Monday, March 27, 2006

What's wrong with this picture?

MBR

When I first saw this photo of the rally for illegal immigrants in Los Angeles, something about it nagged at me. Not the subject of the photo, but the photo itself. Lawrence Auster caught what was unconsciously bothering me about the picture: "A very impressive photo—but doesn’t it look more like a drawing than a photo?"

So it does: the buildings in particular remind me of an architectural rendering, or one of those painted exterior backgrounds in movies. It's far-fetched to imagine that the picture is actually drawn or painted, but given that the mainstream media are the public relations team for Los Illegals, you can wonder if the shot was digitally manipulated in some way: to make the day look soft and dreamy, inviting our emotional participation with the gathering? To increase the number of marchers?

Regardless, there were no doubt an impressive number of what our p.c. media delicately refer to as the "undocumented" at the Los Angeles rally and others. With a key vote coming up in the Senate, the Open Borders lobby clearly wanted a show of strength.

Both Auster and Gerard Van der Leun of American Digest have speculated that the intimidation-by-numbers strategy might actually bite the immigration evangelists on the ass. Even people who are normally inclined to minimize the significance of The Invasion, seeing pictures like the one above, might have their consciousness raised to a new understanding by hundreds of thousands demanding their "right" to annex large parts of the United States to the Third World. Perhaps they will finally get it that the illegal immigration problem isn't a matter of a few amiable Latino lawn cutters and burger wrappers, but an organized and calculated campaign of cultural and economic aggression against the United States on behalf of Mexico.

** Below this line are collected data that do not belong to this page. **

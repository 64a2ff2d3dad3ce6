use contracts::domain::property::Property;
use contracts::validation::{FieldErrors, Validate};
use leptos::prelude::*;

/// ViewModel for the property form dialog.
///
/// Owns the draft: an entity copy being edited (id carried through on edit,
/// empty on create), the raw comma-delimited features line and the current
/// validation errors. Discarded wholesale on cancel.
#[derive(Clone, Copy)]
pub struct PropertyDetailsViewModel {
    pub form: RwSignal<Property>,
    pub features_text: RwSignal<String>,
    pub errors: RwSignal<FieldErrors>,
    pub edit_mode: bool,
}

impl PropertyDetailsViewModel {
    pub fn new(existing: Option<Property>) -> Self {
        let edit_mode = existing.is_some();
        let features_text = existing
            .as_ref()
            .map(|p| p.features.join(", "))
            .unwrap_or_default();
        Self {
            form: RwSignal::new(existing.unwrap_or_default()),
            features_text: RwSignal::new(features_text),
            errors: RwSignal::new(FieldErrors::new()),
            edit_mode,
        }
    }

    pub fn error_for(&self, path: &'static str) -> Signal<Option<String>> {
        let errors = self.errors;
        Signal::derive(move || errors.get().get(path).map(str::to_string))
    }

    /// Appends arrive one per finished decode; with several files in flight
    /// the order is completion order, not selection order.
    pub fn push_image(&self, url: String) {
        self.form.update(|f| f.images.push(url));
    }

    pub fn remove_image(&self, index: usize) {
        self.form.update(|f| {
            if index < f.images.len() {
                f.images.remove(index);
            }
        });
    }

    /// Assemble the draft, run validation, and either hand the complete
    /// entity to the caller or surface the per-field messages and abort.
    pub fn submit(&self, on_save: Callback<Property>) {
        let mut draft = self.form.get_untracked();
        draft.features = split_features(&self.features_text.get_untracked());
        match draft.validate() {
            Ok(()) => {
                self.errors.set(FieldErrors::new());
                on_save.run(draft);
            }
            Err(errors) => self.errors.set(errors),
        }
    }
}

/// One comma-delimited line → trimmed, empty-filtered feature list.
pub fn split_features(text: &str) -> Vec<String> {
    text.split(',')
        .map(str::trim)
        .filter(|s| !s.is_empty())
        .map(str::to_string)
        .collect()
}

#[cfg(test)]
mod tests {
    use super::*;

    #[test]
    fn split_features_trims_and_drops_empty_entries() {
        assert_eq!(
            split_features("Piscina,  Academia ,, Salão de Festas ,"),
            ["Piscina", "Academia", "Salão de Festas"]
        );
        assert!(split_features("").is_empty());
        assert!(split_features(" , , ").is_empty());
    }
}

If El Presidente, the Chamber of Commerce, and their obedient servants of the media get their way and Congress votes for amnesty tarted up as a "guest worker program," or even just allows the current de facto open borders policy to carry on, then the United States is finished.

Oh, there will still be a country of that name; we'll keep up the pretense for a few generations, like the ancient Romans preserving the forms of their Republic after it fell to emperors ruling with the bottomless powers of Oriental potentates. But there will be nothing united about the United States, culturally, linguistically, or socially. It will be a balkanized collection of mutually suspicious and uncomprehending hyphenated-American enclaves, looking out for no good but their own, ungovernable except in the lowest sense of a series of temporary ethnic coalitions dealing out patronage along country-of-origin lines.

I have no doubt that most Americans, including many legal and established immigrants, would reject such a future if given the chance to. Unfortunately, El Presidente, majorities in both major parties, the academic leftists, and the '60s retards who control the media will do everything in their very considerable power to see that they never get that chance. There is every sign that the Senate is about to ignore it.

There's something wrong with that picture.